Site of mass executions in Croatia

Jazovka is a pit in the Žumberak Mountains area of Croatia, known as a site of mass executions and burials associated with Partisan activities during and after World War II. Hundreds of wounded Croatian soldiers from Zagreb hospitals and civilians were dumped in the pit. Some were already dead, but others died of exposure and injuries. Since the site was rediscovered in 1990, when more 800 skeletons were found, an annual pilgrimage has been organized.

==History==
The first victims are believed to have been soldiers of the fascist puppet state Independent State of Croatia, captured by Partisan forces after a battle near Krašić in January 1943. Some were likely shot before being dumped into the pit; others might have been thrown in alive.

Later in 1945 the Partisans used the pit to dispose secretly of bodies of prisoners of war following the Bleiburg repatriations. They also dumped wounded Croatian soldiers, medical staff, and Catholic nuns.

While local people retained the memory of these events, the communist government suppressed any acknowledgement of these wartime murders by the Partisans. In 1990, after the fall of socialism in Croatia, the pit was rediscovered. At a depth of around 40 m, the remains of more 800 skeletons were found. When the SO of HPD Željezničar explored the cave in 1990, they found garbage deposits alongside the human remains.

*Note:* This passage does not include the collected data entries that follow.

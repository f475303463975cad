/// Application-wide Result type
pub type Result<T> = std::result::Result<T, AppError>;

/// Main application error type
#[derive(thiserror::Error, Debug)]
pub enum AppError {
    /// Validation errors for business rules
    #[error("Validation error: {0}")]
    Validation(String),

    /// Backing repository errors (connectivity, integrity)
    #[error("Repository error: {0}")]
    Repository(String),

    /// Resource not found
    #[error("Not found: {0}")]
    NotFound(String),

    /// Configuration errors
    #[error("Configuration error: {0}")]
    Configuration(String),

    /// JSON serialization/deserialization errors
    #[error("JSON error: {0}")]
    Json(#[from] serde_json::Error),

    /// Internal errors
    #[error("Internal error: {0}")]
    Internal(String),
}

// Helper functions for common error scenarios
impl AppError {
    pub fn validation(msg: impl Into<String>) -> Self {
        AppError::Validation(msg.into())
    }

    pub fn repository(msg: impl Into<String>) -> Self {
        AppError::Repository(msg.into())
    }

    pub fn not_found(resource: impl Into<String>) -> Self {
        AppError::NotFound(resource.into())
    }

    pub fn internal(msg: impl Into<String>) -> Self {
        AppError::Internal(msg.into())
    }
}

Since this period, the Catholic Church in Croatia has organised an annual pilgrimage to the site, held on June 22. The Church has lined the path to the pit from a nearby village with images of Stations of the Cross. The event was criticised by left-oriented journalists and media.

==Exhumations==
===2020 exhumations===
The Ministry of Croatian Veterans carried out the exhumation of the victims from the Jazovka pit in July 2020, and it was determined that there were at least 814 skeletons there. Further anthropological processing of the remains was carried out at the Institute of Forensic Medicine and Criminalistics in Zagreb.

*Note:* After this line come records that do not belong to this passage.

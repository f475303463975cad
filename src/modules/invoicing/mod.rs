pub mod models;
pub mod repositories;
pub mod services;

pub use models::{CustomerInvoice, InvoiceFilter, InvoiceKind, InvoiceState, PaymentState};
pub use repositories::{InMemoryInvoiceRepository, InvoiceRepository};
pub use services::BalanceResolver;
pub mod currency;
pub mod error;
pub mod telemetry;

pub use currency::Currency;
pub use error::{AppError, Result};
mod dashboard;

pub use dashboard::{
    CountryAggregate, DashboardCounters, RankedCustomer, RankedProduct, RegionAggregate,
    SalesDashboard,
};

From July 13 to July 17, 2020, the Ministry of Croatian Veterans conducted speleological research and exhumation of remains from the Jazovka pit, as well as test excavations with the aim of clarifying the second Jazovka pit.

The exhumation of the remains from Jazovka was carried out on the basis of the Law on research, arrangement and maintenance of military cemeteries, cemeteries of victims of the Second World War and the post-war period and a court order issued by the County Court in Zagreb. For the first time since the discovery of the existence of the Jazovka pit, the exhumation of the remains of the victims was systematically started.

The remains of at least 814 people were removed from the Jazovka pit, and immediately after the exhumation was completed, the determination of the minimum number of victims (MNI) was started based on the count of thigh bones. After the exhumation, the pit was thoroughly inspected once again to ensure that all remains had been removed. The bottom of the pit was documented by employees of the Ministry of Croatian Veterans and the Ministry of the Interior.

According to the information gathered by the interdepartmental services, these are victims of World War II and the post-war period. According to witness statements, the victims were thrown into the pit on several occasions, after the Battle of Krašić in 1943 and after the end of the war in 1945.

During the field research, the Ministry of Croatian Veterans' Affairs was provided with advisory support in the field by speleologist Mladen Kuka, who discovered the Jazovka cave in 1989 and has been collecting information about the cemetery over the years.

The remains were transported to the Institute of Forensic Medicine and Criminalistics in Zagreb, where their anthropological analysis was carried out.

===Burial===
On May 28, 2024, the construction site of the tomb for the burial of the remains of the victims thrown into Jazovka was blessed in the Parish of St. Mary Magdalene in Oštrac.

On European Day of Remembrance for Victims of Totalitarian and Authoritarian Regimes, August 23, 2025, the remains from Jazovka were buried in Sošice; The burial ceremony and the memorial mass were led by archbishop of Zagreb Dražen Kutleša, and the commemoration was also attended by the vice-president of the Government of the Republic of Croatia and the Minister of Croatian War Veterans, Tomo Medved, and the President of the Commission for Victims of World War II, Ivan Penava. Next to the grave, the Ministry erected a memorial, the work of sculptor Kuzma Kovačić, with the inscription "In memory of 814 victims killed by the Partisans, the Yugoslav Army and the communist regime during and after World War II".

== Notable executee ==
- Gaudencija Šplajt, Roman Catholic nun who was sentenced to execution by shooting by the Partisan military court in Zagreb on 29 June 1945. She was convicted of "aiding, harboring, and hiding Ustaša police director Ivan Tolj, and other Ustaše after the Soviet forces' and Partisans' liberation of Zagreb".

== See also ==
- List of caves on Žumberak
- List of deepest Dinaric caves

==Bibliography==
- Balija, Petra (2021). "Kriju se čitavi labirinti: Špilje i jame – dom vila, ali i 'Židova'"
- Novak, Ruđer. "Jazovka"
- Buzjak, Nenad (2006). "Speleološki katastar Parka prirode "Žumberak-Samoborsko gorje""
- Buzjak, Nenad (2002). "Speleološke pojave u Parku prirode "Žumberak – Samoborsko gorje""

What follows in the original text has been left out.